I am 17 when I first read Tinkers. I have only a few weeks left before I graduate high school, before I move off to college, before I become whatever I am going to be. And then I read Tinkers—quite by accident—and I decide that I will major in English. I read Tinkers all the way through in the Starbucks in the Barnes & Noble where I pick it up. It is glorious.All this to say: if there is an ideal reader for Enon, Paul Harding’s new novel, it is me. So let me tell it to you straight, as one who is predisposed to love this book, to love anything Harding touches: Enon is a good book. It is also wholly unremarkable.

It is the curse of a lauded artist that one great work might overshadow other good—but somehow lesser—works. Such is Harding’s fate.

Enon is the psychological investigation of a man, Charlie Crosby, who loses his daughter to a car crash and his wife to a divorce within the span of a few weeks. In its best moments, Enon lifts the reader out of herself and places her into a grand cosmos of lyrical, emotional language—a cosmos that emerges out of nothing, like a grand planetarium when the lights are off and the stars seem as if they are just within the reach of our miniscule human fingers. These moments are transcendent; but they are also, unfortunately, merely moments. When they end, the lights of the planetarium come up and we see once more the wires connected to the planets, the projectors creating the images of stars. The veil is lifted and the magic is lost.

Which is not to say that these other moments—the majority of the book—are bad.

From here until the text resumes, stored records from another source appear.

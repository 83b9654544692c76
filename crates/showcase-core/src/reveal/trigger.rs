//! L4 Atomic Layer: Viewport intersection thresholds
//!
//! An element is tracked against two horizontal lines inside the viewport.
//! The entry line sits `entry` of the way down the viewport and is crossed by
//! the element's top edge; the exit line sits `exit` of the way down and is
//! crossed by the element's bottom edge.

/// Vertical extent of an element in page coordinates
#[derive(Debug, Clone, Copy, PartialEq)]
pub struct Bounds {
    pub top: f64,
    pub height: f64,
}

impl Bounds {
    pub fn new(top: f64, height: f64) -> Self {
        Self { top, height }
    }

    #[inline]
    pub fn bottom(&self) -> f64 {
        self.top + self.height
    }
}

/// Visible window of the page
#[derive(Debug, Clone, Copy, PartialEq)]
pub struct Viewport {
    pub scroll_top: f64,
    pub height: f64,
}

impl Viewport {
    pub fn new(scroll_top: f64, height: f64) -> Self {
        Self { scroll_top, height }
    }
}

/// Entry/exit viewport fractions (0.0 = top edge, 1.0 = bottom edge)
#[derive(Debug, Clone, Copy, PartialEq)]
pub struct TriggerPoints {
    pub entry: f64,
    pub exit: f64,
}

impl Default for TriggerPoints {
    fn default() -> Self {
        Self {
            entry: 0.8,
            exit: 0.2,
        }
    }
}

/// Where an element sits relative to the trigger lines
#[derive(Debug, Clone, Copy, PartialEq, Eq, Default)]
pub enum Zone {
    /// Top edge still below the entry line
    #[default]
    Before,
    /// Between the lines
    Active,
    /// Bottom edge above the exit line
    After,
}

/// Line crossings, named after the scroll direction that caused them
#[derive(Debug, Clone, Copy, PartialEq, Eq)]
pub enum TriggerEvent {
    /// Scrolling down, top crossed the entry line
    Enter,
    /// Scrolling down, bottom crossed the exit line
    Leave,
    /// Scrolling up, bottom came back below the exit line
    EnterBack,
    /// Scrolling up, top went back below the entry line
    LeaveBack,
}

impl TriggerPoints {
    pub fn zone(&self, bounds: Bounds, viewport: Viewport) -> Zone {
        let entry_line = viewport.scroll_top + viewport.height * self.entry;
        let exit_line = viewport.scroll_top + viewport.height * self.exit;

        if bounds.top > entry_line {
            Zone::Before
        } else if bounds.bottom() < exit_line {
            Zone::After
        } else {
            Zone::Active
        }
    }
}

/// Events fired when an element moves from zone `from` to zone `to`.
///
/// A jump across both lines in one observation fires both events in order.
pub fn crossings(from: Zone, to: Zone) -> &'static [TriggerEvent] {
    use TriggerEvent::*;
    match (from, to) {
        (Zone::Before, Zone::Active) => &[Enter],
        (Zone::Active, Zone::After) => &[Leave],
        (Zone::Before, Zone::After) => &[Enter, Leave],
        (Zone::After, Zone::Active) => &[EnterBack],
        (Zone::Active, Zone::Before) => &[LeaveBack],
        (Zone::After, Zone::Before) => &[EnterBack, LeaveBack],
        _ => &[],
    }
}

#[cfg(test)]
mod tests {
    use super::*;

    #[test]
    fn test_zone_against_default_lines() {
        let points = TriggerPoints::default();
        let element = Bounds::new(1000.0, 400.0);

        // Entry line at 800: element top at 1000 is below it
        assert_eq!(points.zone(element, Viewport::new(0.0, 1000.0)), Zone::Before);
        // Entry line at 1000: top reaches it exactly
        assert_eq!(points.zone(element, Viewport::new(200.0, 1000.0)), Zone::Active);
        // Exit line at 1500: bottom (1400) is above it
        assert_eq!(points.zone(element, Viewport::new(1300.0, 1000.0)), Zone::After);
    }

    #[test]
    fn test_crossings() {
        assert_eq!(crossings(Zone::Before, Zone::Active), [TriggerEvent::Enter]);
        assert_eq!(crossings(Zone::Active, Zone::Before), [TriggerEvent::LeaveBack]);
        assert_eq!(
            crossings(Zone::Before, Zone::After),
            [TriggerEvent::Enter, TriggerEvent::Leave]
        );
        assert!(crossings(Zone::Active, Zone::Active).is_empty());
    }
}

They are, rather, merely flaccid. Harding has a great handle on the oscillation between this elegant lyricism and what Mary Oliver has called “cold language,” the humdrum language of the banal. But it seems to me that too often his humdrum language is a bit too hum. In the hands of another Pulitzer-winning novelist—Michael Chabon, say, or Richard Russo—this oscillation between the lyric and expository modes would be less noticeable, both because Chabon and Russo have a better grasp on the banal, and because their lyric abilities don’t come close to Harding’s. But Chabon—and, to a lesser degree, Russo—have something that Harding does not: an impulse towards plot.

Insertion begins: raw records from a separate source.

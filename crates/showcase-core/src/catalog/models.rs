use std::fmt;
use std::str::FromStr;

use chrono::NaiveDate;
use serde::{Deserialize, Serialize};

use super::placeholder::Placeholder;
use crate::{Error, Result};

/// Fixed category set for design pieces
#[derive(Debug, Clone, Copy, PartialEq, Eq, Hash, Serialize, Deserialize)]
pub enum DesignCategory {
    #[serde(rename = "ui-ux")]
    UiUx,
    #[serde(rename = "illustration")]
    Illustration,
    #[serde(rename = "3d")]
    ThreeD,
    #[serde(rename = "branding")]
    Branding,
    #[serde(rename = "motion")]
    Motion,
}

impl DesignCategory {
    pub const ALL: [DesignCategory; 5] = [
        DesignCategory::UiUx,
        DesignCategory::Illustration,
        DesignCategory::ThreeD,
        DesignCategory::Branding,
        DesignCategory::Motion,
    ];

    pub fn id(&self) -> &'static str {
        match self {
            DesignCategory::UiUx => "ui-ux",
            DesignCategory::Illustration => "illustration",
            DesignCategory::ThreeD => "3d",
            DesignCategory::Branding => "branding",
            DesignCategory::Motion => "motion",
        }
    }

    pub fn label(&self) -> &'static str {
        match self {
            DesignCategory::UiUx => "UI/UX",
            DesignCategory::Illustration => "Illustration",
            DesignCategory::ThreeD => "3D Design",
            DesignCategory::Branding => "Branding",
            DesignCategory::Motion => "Motion",
        }
    }
}

impl FromStr for DesignCategory {
    type Err = Error;

    fn from_str(s: &str) -> Result<Self> {
        Self::ALL
            .into_iter()
            .find(|c| c.id() == s)
            .ok_or_else(|| Error::InvalidCategory(s.to_string()))
    }
}

impl fmt::Display for DesignCategory {
    fn fmt(&self, f: &mut fmt::Formatter<'_>) -> fmt::Result {
        f.write_str(self.id())
    }
}

/// Long-form write-up attached to a project
#[derive(Debug, Clone, PartialEq, Serialize, Deserialize)]
pub struct CaseStudy {
    pub overview: String,
    pub challenge: String,
    pub solution: String,
    pub results: String,
    #[serde(default)]
    pub process: Vec<String>,
}

#[derive(Debug, Clone, PartialEq)]
pub struct ProjectDetails {
    /// Free-form category (e.g. "Mobile App")
    pub category: String,
    pub video: Option<String>,
    /// Non-empty when present
    pub gallery: Option<Vec<String>>,
    pub client: Option<String>,
    pub date: NaiveDate,
    pub technologies: Vec<String>,
    pub slug: String,
    pub case_study: Option<CaseStudy>,
}

#[derive(Debug, Clone, PartialEq)]
pub struct DesignDetails {
    pub category: DesignCategory,
}

/// Variant-specific payload of a catalog entry
#[derive(Debug, Clone, PartialEq)]
pub enum ItemKind {
    Project(ProjectDetails),
    Design(DesignDetails),
}

/// One catalog entry. Immutable once the catalog is built.
#[derive(Debug, Clone, PartialEq)]
pub struct MediaItem {
    pub id: String,
    pub title: String,
    pub description: String,
    pub tags: Vec<String>,
    /// Primary image locator; `None` renders a placeholder
    pub image: Option<String>,
    pub featured: bool,
    pub kind: ItemKind,
}

/// What the detail view should show for an item right now
#[derive(Debug, Clone, PartialEq)]
pub enum MediaDisplay<'a> {
    Video(&'a str),
    Image(&'a str),
    Placeholder(Placeholder),
}

impl MediaItem {
    pub fn is_project(&self) -> bool {
        matches!(self.kind, ItemKind::Project(_))
    }

    pub fn is_design(&self) -> bool {
        matches!(self.kind, ItemKind::Design(_))
    }

    /// Category id used by the filter engine
    pub fn category_id(&self) -> &str {
        match &self.kind {
            ItemKind::Project(p) => &p.category,
            ItemKind::Design(d) => d.category.id(),
        }
    }

    /// Human readable category
    pub fn category_label(&self) -> &str {
        match &self.kind {
            ItemKind::Project(p) => &p.category,
            ItemKind::Design(d) => d.category.label(),
        }
    }

    pub fn project(&self) -> Option<&ProjectDetails> {
        match &self.kind {
            ItemKind::Project(p) => Some(p),
            ItemKind::Design(_) => None,
        }
    }

    pub fn video(&self) -> Option<&str> {
        self.project().and_then(|p| p.video.as_deref())
    }

    pub fn gallery(&self) -> Option<&[String]> {
        self.project().and_then(|p| p.gallery.as_deref())
    }

    pub fn case_study(&self) -> Option<&CaseStudy> {
        self.project().and_then(|p| p.case_study.as_ref())
    }

    /// Frames the carousel can step through: the gallery when present,
    /// otherwise the primary image alone, otherwise nothing.
    pub fn frames(&self) -> Vec<String> {
        match (self.gallery(), self.image.as_ref()) {
            (Some(gallery), _) => gallery.to_vec(),
            (None, Some(image)) => vec![image.clone()],
            (None, None) => Vec::new(),
        }
    }

    /// Resolve the detail media: video, then the current carousel frame,
    /// then the primary image, then a placeholder.
    pub fn display<'a>(&'a self, frame: Option<&'a str>) -> MediaDisplay<'a> {
        if let Some(video) = self.video() {
            return MediaDisplay::Video(video);
        }
        if let Some(frame) = frame {
            return MediaDisplay::Image(frame);
        }
        match self.image.as_deref() {
            Some(image) => MediaDisplay::Image(image),
            None => MediaDisplay::Placeholder(self.placeholder()),
        }
    }

    pub fn placeholder(&self) -> Placeholder {
        Placeholder::new(&self.id, &self.title)
    }
}

/// Project entry as written in the content document
#[derive(Debug, Clone, Deserialize)]
pub struct ProjectRecord {
    pub id: String,
    pub title: String,
    pub description: String,
    pub category: String,
    #[serde(default)]
    pub tags: Vec<String>,
    #[serde(default)]
    pub image: Option<String>,
    #[serde(default)]
    pub video: Option<String>,
    #[serde(default)]
    pub gallery: Option<Vec<String>>,
    #[serde(default)]
    pub client: Option<String>,
    pub date: NaiveDate,
    #[serde(default)]
    pub technologies: Vec<String>,
    #[serde(default)]
    pub featured: bool,
    pub slug: String,
    #[serde(default)]
    pub case_study: Option<CaseStudy>,
}

/// Design entry as written in the content document
#[derive(Debug, Clone, Deserialize)]
pub struct DesignRecord {
    pub id: String,
    pub title: String,
    pub description: String,
    pub category: DesignCategory,
    #[serde(default)]
    pub tags: Vec<String>,
    #[serde(default)]
    pub image: Option<String>,
    #[serde(default)]
    pub featured: bool,
}

/// Treat empty locators as missing
fn non_empty(value: Option<String>) -> Option<String> {
    value.filter(|v| !v.trim().is_empty())
}

impl TryFrom<ProjectRecord> for MediaItem {
    type Error = Error;

    fn try_from(record: ProjectRecord) -> Result<Self> {
        let gallery = match record.gallery {
            Some(frames) => {
                let frames: Vec<String> =
                    frames.into_iter().filter(|f| !f.trim().is_empty()).collect();
                if frames.is_empty() {
                    return Err(Error::EmptyGallery(record.id));
                }
                Some(frames)
            }
            None => None,
        };

        Ok(MediaItem {
            id: record.id,
            title: record.title,
            description: record.description,
            tags: record.tags,
            image: non_empty(record.image),
            featured: record.featured,
            kind: ItemKind::Project(ProjectDetails {
                category: record.category,
                video: non_empty(record.video),
                gallery,
                client: non_empty(record.client),
                date: record.date,
                technologies: record.technologies,
                slug: record.slug,
                case_study: record.case_study,
            }),
        })
    }
}

impl From<DesignRecord> for MediaItem {
    fn from(record: DesignRecord) -> Self {
        MediaItem {
            id: record.id,
            title: record.title,
            description: record.description,
            tags: record.tags,
            image: non_empty(record.image),
            featured: record.featured,
            kind: ItemKind::Design(DesignDetails {
                category: record.category,
            }),
        }
    }
}

#[cfg(test)]
mod tests {
    use super::*;

    fn project_record() -> ProjectRecord {
        ProjectRecord {
            id: "p1".into(),
            title: "Aurora - Motion Graphics".into(),
            description: "Launch sequence".into(),
            category: "Motion Graphics".into(),
            tags: vec!["Motion Design".into()],
            image: Some("/images/aurora.jpg".into()),
            video: Some(String::new()),
            gallery: None,
            client: None,
            date: NaiveDate::from_ymd_opt(2023, 7, 5).unwrap(),
            technologies: vec!["After Effects".into()],
            featured: false,
            slug: "aurora".into(),
            case_study: None,
        }
    }

    #[test]
    fn test_design_category_round_trip_ids() {
        for category in DesignCategory::ALL {
            assert_eq!(category.id().parse::<DesignCategory>().unwrap(), category);
        }
        assert!(matches!(
            "sculpture".parse::<DesignCategory>(),
            Err(Error::InvalidCategory(_))
        ));
    }

    #[test]
    fn test_empty_video_is_absent() {
        let item = MediaItem::try_from(project_record()).unwrap();
        assert_eq!(item.video(), None);
        assert_eq!(item.display(None), MediaDisplay::Image("/images/aurora.jpg"));
    }

    #[test]
    fn test_empty_gallery_rejected() {
        let mut record = project_record();
        record.gallery = Some(vec![]);
        assert!(matches!(
            MediaItem::try_from(record),
            Err(Error::EmptyGallery(id)) if id == "p1"
        ));
    }

    #[test]
    fn test_frames_fall_back_to_primary_image() {
        let item = MediaItem::try_from(project_record()).unwrap();
        assert_eq!(item.frames(), vec!["/images/aurora.jpg".to_string()]);

        let mut record = project_record();
        record.image = None;
        let bare = MediaItem::try_from(record).unwrap();
        assert!(bare.frames().is_empty());
        assert!(matches!(bare.display(None), MediaDisplay::Placeholder(_)));
    }

    #[test]
    fn test_video_takes_precedence() {
        let mut record = project_record();
        record.video = Some("/videos/aurora.mp4".into());
        record.gallery = Some(vec!["a".into(), "b".into()]);
        let item = MediaItem::try_from(record).unwrap();
        assert_eq!(item.display(Some("b")), MediaDisplay::Video("/videos/aurora.mp4"));
    }
}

That Enon is a plotless novel is no offense; that it is a motionless one, however, is. There is the vague silhouette of an emotional journey, but it exists only as suggestion. It merely imitates the sounds and shapes of a journey without the heft and emotional bulk of one. Take this paragraph, for instance, which is simultaneously a perfect outline of the entire “plot” of the novel (“spoiler alert” doesn’t even begin to be a salient concept in the realm of this novel); an example of Harding’s enchanting, lyrical, winding sentences; and a perfect encapsulation of the type of shading-without-substance narrative Enon trades in:

“If the daughter of the son of a daughter of a son of a mad tinker who was the son of a mad minister perish beneath the wheels of a passenger car conducted by a distracted mother of three, her father shall be liable to death by slow poison from his own hand, during the long administration of which he shall wander bare and wooded hills, open and choked meadows, thickets and swamps, day and night, befreckled with ticks and beknotted with burrs, burned by the sun and frostbitten by the snow, making acquaintance with all the dead of Enon, be they recent or remote, and luring himself toward their society with flimsy, elaborately constructed decoys of his daughter.”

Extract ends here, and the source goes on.